The task :: Show each line of the listing in which the word "after" occurs.

[Data records]

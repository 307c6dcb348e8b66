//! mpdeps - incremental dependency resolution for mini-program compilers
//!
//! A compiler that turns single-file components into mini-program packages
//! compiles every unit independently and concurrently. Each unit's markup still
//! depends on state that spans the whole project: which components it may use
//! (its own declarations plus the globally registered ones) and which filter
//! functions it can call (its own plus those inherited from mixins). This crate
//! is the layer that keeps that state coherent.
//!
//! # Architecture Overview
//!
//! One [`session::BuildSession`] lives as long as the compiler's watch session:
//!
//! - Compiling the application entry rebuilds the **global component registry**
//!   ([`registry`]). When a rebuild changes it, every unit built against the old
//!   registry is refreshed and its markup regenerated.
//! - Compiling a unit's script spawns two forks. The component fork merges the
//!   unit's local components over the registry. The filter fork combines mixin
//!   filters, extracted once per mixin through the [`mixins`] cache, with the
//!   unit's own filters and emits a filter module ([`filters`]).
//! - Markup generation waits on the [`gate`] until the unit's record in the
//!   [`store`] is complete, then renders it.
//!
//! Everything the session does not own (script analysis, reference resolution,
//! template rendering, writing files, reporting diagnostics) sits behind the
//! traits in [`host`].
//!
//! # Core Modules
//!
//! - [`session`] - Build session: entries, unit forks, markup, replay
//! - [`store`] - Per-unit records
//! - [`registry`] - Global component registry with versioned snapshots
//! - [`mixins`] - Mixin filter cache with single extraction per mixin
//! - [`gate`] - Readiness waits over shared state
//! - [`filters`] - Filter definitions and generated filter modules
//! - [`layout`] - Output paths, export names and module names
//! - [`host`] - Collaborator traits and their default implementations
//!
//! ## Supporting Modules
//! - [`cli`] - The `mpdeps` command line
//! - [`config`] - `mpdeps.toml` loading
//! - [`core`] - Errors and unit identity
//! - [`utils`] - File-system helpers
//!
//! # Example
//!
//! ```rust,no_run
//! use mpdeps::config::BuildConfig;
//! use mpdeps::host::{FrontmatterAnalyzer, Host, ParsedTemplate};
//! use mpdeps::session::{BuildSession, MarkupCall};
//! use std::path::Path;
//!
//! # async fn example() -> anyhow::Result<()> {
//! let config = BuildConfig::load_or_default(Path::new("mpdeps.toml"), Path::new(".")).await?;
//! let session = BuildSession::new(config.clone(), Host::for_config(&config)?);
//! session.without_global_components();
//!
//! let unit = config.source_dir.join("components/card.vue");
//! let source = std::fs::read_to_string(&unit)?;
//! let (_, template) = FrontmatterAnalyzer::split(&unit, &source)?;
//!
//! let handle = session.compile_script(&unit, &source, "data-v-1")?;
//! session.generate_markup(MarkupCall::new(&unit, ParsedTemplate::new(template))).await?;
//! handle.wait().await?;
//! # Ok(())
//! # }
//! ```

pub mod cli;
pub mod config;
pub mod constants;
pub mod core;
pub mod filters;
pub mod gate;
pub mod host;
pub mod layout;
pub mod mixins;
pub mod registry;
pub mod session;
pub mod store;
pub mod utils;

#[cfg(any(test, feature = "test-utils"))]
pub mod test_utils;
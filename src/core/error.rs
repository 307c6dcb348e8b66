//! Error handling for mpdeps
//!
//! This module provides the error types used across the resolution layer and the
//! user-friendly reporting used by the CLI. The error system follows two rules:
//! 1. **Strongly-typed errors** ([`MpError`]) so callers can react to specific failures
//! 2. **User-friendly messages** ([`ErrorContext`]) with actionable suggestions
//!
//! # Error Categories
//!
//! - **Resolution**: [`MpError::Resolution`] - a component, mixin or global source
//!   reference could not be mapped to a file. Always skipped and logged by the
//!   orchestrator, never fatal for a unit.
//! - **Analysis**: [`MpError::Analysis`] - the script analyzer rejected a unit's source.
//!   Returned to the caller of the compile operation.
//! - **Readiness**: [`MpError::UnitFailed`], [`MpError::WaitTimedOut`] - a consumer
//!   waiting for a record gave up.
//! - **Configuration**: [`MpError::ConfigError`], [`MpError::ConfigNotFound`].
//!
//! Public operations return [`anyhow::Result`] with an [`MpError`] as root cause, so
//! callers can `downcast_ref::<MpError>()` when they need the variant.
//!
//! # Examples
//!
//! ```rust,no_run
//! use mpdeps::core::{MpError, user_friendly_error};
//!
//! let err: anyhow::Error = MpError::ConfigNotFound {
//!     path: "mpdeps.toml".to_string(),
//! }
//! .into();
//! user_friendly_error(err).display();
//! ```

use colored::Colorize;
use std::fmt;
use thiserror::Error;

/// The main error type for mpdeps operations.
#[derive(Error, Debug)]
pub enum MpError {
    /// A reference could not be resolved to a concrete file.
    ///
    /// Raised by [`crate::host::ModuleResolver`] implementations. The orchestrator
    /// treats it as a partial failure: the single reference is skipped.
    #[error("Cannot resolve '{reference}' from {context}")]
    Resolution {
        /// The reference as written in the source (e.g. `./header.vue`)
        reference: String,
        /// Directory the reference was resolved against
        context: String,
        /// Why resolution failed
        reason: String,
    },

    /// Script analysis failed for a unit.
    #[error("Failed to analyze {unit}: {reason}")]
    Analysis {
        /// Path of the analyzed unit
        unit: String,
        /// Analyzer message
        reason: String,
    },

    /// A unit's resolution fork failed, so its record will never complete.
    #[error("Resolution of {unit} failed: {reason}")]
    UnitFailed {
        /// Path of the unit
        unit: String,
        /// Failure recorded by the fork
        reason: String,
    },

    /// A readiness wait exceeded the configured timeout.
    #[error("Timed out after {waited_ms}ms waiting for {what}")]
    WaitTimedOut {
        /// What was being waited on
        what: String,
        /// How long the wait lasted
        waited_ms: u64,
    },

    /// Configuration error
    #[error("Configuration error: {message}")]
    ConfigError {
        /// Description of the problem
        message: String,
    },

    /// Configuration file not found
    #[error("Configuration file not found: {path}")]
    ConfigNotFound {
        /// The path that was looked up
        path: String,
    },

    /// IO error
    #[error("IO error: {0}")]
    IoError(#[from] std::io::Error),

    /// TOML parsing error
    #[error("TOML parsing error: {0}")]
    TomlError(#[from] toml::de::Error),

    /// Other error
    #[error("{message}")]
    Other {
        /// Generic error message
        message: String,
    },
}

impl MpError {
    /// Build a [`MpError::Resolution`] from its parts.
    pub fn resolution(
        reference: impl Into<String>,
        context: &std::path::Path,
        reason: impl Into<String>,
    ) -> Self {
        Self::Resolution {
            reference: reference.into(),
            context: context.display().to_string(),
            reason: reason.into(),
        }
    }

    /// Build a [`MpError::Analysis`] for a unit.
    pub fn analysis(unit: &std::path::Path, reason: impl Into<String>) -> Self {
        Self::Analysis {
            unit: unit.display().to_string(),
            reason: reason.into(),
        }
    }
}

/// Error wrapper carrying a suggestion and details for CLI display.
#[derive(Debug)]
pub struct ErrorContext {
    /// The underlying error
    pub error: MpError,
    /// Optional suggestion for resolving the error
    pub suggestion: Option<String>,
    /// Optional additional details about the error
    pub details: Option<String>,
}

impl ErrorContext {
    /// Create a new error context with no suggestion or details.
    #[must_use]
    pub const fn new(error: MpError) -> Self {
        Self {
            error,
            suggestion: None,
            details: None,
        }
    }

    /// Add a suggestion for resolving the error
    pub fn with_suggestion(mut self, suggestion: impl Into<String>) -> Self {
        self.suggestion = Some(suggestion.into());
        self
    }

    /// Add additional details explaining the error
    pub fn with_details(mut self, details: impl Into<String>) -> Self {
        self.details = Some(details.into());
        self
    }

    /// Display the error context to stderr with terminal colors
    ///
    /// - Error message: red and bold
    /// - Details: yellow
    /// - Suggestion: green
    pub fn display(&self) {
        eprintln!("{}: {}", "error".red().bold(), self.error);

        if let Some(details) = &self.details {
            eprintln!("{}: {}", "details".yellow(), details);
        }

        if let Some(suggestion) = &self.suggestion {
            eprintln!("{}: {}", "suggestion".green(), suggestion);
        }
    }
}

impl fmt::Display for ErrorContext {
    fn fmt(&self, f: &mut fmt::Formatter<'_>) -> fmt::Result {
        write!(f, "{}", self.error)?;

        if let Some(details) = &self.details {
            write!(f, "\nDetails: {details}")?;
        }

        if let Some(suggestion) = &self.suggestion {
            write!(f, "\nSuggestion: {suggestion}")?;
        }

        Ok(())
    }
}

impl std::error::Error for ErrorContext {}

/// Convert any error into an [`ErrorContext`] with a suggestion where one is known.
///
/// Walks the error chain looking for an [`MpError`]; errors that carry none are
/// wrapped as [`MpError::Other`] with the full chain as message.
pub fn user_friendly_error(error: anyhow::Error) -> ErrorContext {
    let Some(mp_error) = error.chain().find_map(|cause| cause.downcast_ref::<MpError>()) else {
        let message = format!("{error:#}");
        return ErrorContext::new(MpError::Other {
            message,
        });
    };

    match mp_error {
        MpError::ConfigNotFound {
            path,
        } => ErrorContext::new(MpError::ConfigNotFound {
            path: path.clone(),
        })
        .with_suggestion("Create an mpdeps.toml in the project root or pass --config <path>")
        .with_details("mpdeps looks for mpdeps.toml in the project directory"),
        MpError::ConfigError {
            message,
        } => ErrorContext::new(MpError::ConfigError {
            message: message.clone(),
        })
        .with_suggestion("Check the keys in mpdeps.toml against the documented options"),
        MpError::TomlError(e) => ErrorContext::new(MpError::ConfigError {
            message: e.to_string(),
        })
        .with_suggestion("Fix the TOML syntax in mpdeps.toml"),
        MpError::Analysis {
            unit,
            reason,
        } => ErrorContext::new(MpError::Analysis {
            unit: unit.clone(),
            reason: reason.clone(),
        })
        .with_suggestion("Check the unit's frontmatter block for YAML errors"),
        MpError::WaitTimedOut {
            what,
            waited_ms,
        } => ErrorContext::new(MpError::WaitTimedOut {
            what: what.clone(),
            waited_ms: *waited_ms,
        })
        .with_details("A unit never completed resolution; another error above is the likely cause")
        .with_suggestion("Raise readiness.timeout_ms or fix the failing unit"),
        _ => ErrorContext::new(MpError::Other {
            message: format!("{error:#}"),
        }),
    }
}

[/Data records]
[Data records]

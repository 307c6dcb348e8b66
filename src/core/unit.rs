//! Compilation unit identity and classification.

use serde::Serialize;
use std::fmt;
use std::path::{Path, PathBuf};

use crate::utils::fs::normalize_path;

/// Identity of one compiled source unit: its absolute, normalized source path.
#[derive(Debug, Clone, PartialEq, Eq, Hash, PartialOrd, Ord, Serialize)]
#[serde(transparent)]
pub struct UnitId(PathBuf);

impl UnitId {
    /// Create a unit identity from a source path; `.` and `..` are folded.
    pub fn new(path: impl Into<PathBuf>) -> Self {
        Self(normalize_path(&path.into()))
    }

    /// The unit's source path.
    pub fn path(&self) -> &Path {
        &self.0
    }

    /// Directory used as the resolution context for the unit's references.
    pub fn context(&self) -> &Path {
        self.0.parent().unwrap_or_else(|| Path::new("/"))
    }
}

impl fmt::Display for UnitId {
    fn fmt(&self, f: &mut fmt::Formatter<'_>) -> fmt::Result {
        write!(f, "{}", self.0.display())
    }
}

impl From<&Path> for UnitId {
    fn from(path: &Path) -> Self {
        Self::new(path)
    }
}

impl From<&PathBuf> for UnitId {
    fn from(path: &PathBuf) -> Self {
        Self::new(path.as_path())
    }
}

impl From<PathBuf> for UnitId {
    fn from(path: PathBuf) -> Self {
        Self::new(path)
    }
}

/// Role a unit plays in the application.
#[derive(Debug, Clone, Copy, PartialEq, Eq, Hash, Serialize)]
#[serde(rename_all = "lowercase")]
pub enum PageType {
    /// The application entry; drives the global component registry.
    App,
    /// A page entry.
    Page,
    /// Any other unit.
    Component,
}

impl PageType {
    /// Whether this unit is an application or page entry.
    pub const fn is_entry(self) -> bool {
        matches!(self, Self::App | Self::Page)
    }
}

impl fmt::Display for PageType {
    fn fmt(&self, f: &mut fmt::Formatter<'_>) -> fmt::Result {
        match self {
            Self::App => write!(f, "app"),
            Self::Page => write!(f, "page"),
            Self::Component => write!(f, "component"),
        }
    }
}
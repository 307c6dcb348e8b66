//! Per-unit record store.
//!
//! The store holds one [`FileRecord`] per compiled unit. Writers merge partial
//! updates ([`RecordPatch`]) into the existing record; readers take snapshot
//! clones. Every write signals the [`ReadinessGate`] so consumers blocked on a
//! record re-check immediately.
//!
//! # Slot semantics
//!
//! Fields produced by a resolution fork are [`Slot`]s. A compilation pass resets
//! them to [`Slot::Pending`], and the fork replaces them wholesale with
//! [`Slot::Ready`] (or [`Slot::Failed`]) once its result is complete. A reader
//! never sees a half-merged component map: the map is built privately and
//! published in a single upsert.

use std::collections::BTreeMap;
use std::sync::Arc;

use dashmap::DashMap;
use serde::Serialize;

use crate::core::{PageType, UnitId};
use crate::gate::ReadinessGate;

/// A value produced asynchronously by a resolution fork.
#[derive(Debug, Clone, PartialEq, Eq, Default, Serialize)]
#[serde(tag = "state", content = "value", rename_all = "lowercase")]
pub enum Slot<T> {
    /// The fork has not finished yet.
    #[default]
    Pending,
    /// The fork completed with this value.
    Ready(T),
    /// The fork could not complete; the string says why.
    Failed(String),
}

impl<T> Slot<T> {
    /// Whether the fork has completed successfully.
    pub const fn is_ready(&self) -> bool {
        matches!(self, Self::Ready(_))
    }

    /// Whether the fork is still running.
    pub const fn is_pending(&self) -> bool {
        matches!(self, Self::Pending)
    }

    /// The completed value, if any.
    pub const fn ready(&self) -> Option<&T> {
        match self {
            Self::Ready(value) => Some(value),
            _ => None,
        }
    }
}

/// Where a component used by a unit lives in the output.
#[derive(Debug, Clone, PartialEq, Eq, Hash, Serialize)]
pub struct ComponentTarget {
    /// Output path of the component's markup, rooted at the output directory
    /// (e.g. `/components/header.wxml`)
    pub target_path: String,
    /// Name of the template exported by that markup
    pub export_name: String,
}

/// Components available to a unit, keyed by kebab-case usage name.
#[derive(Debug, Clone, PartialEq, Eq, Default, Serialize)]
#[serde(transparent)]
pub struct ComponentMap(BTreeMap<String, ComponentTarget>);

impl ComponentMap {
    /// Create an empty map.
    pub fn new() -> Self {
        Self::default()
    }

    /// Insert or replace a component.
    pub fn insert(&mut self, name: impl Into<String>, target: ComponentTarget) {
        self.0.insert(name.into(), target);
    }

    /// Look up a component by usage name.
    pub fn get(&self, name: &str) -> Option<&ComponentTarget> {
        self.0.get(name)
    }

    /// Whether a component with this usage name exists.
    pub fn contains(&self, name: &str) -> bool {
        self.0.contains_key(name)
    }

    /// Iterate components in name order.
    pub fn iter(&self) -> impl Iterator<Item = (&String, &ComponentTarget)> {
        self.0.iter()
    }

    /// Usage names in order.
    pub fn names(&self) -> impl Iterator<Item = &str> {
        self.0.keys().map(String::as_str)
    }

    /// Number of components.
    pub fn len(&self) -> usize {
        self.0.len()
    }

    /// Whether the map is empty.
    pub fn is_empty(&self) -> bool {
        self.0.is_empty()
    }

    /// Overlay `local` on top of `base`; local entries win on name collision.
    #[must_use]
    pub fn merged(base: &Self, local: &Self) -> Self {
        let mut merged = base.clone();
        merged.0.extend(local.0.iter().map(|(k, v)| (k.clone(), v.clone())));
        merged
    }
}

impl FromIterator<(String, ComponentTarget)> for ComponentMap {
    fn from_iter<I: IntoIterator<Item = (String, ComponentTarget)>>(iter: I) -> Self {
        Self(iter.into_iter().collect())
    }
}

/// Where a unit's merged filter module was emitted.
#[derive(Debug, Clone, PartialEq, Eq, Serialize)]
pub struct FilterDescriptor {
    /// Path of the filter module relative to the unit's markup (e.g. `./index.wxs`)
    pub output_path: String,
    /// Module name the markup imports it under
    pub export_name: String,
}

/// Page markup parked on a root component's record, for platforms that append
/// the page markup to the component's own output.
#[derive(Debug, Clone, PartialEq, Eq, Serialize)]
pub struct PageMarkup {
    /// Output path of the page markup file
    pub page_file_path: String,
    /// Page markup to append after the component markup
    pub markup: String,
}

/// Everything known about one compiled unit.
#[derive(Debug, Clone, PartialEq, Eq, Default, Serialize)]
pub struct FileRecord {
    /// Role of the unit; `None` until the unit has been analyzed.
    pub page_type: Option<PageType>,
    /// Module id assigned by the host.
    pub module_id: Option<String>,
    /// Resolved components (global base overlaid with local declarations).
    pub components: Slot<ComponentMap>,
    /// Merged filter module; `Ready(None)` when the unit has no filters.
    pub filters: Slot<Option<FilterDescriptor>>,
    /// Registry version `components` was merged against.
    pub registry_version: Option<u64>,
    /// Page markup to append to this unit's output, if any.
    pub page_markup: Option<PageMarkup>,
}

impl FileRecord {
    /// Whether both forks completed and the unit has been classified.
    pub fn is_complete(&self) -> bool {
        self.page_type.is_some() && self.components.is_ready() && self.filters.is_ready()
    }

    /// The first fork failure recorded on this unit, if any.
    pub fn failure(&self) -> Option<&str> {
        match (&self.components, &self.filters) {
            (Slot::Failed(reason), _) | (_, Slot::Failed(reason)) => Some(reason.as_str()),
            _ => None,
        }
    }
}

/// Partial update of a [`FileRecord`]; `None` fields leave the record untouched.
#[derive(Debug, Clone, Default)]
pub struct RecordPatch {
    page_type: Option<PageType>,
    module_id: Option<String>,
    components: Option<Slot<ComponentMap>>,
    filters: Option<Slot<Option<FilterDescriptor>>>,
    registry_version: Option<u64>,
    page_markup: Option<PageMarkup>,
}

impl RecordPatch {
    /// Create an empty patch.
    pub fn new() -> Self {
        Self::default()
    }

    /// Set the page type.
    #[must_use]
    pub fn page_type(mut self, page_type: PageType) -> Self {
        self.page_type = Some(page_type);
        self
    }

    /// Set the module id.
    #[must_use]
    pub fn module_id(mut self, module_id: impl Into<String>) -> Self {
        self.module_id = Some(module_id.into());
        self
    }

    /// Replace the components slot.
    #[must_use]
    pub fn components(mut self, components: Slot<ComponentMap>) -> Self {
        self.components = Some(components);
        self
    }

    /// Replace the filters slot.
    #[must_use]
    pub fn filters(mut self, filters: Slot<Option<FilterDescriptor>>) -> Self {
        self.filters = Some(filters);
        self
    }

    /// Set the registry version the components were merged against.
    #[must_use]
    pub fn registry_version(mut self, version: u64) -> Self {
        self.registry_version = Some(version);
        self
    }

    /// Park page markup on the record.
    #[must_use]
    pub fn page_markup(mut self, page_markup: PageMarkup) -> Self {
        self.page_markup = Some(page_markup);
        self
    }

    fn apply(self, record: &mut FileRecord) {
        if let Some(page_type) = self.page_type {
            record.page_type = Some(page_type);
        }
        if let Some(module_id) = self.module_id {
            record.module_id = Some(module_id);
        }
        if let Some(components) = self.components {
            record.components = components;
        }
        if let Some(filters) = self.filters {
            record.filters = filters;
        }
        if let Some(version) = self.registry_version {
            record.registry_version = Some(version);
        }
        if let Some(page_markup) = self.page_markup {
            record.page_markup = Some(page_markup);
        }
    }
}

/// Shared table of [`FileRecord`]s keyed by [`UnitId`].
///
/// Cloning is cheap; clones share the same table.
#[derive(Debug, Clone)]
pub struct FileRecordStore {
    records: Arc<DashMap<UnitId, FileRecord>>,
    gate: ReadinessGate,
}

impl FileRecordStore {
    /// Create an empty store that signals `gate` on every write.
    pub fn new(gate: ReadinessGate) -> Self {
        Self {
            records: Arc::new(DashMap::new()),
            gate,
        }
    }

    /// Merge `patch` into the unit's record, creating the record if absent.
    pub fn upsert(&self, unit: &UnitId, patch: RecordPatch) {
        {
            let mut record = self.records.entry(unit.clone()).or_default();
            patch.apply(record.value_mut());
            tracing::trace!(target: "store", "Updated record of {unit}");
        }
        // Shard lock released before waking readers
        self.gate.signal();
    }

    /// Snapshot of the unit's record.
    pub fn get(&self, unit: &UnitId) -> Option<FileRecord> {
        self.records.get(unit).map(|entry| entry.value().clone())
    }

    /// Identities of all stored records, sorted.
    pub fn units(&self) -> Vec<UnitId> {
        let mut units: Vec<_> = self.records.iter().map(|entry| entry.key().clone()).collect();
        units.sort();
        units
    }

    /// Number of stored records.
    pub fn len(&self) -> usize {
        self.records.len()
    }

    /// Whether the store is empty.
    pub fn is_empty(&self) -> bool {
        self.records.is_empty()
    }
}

[/Data records]

Your solution ::
    #[error("Timed out after {waited_ms}ms waiting for {what}")]
    /// Page markup to append after the component markup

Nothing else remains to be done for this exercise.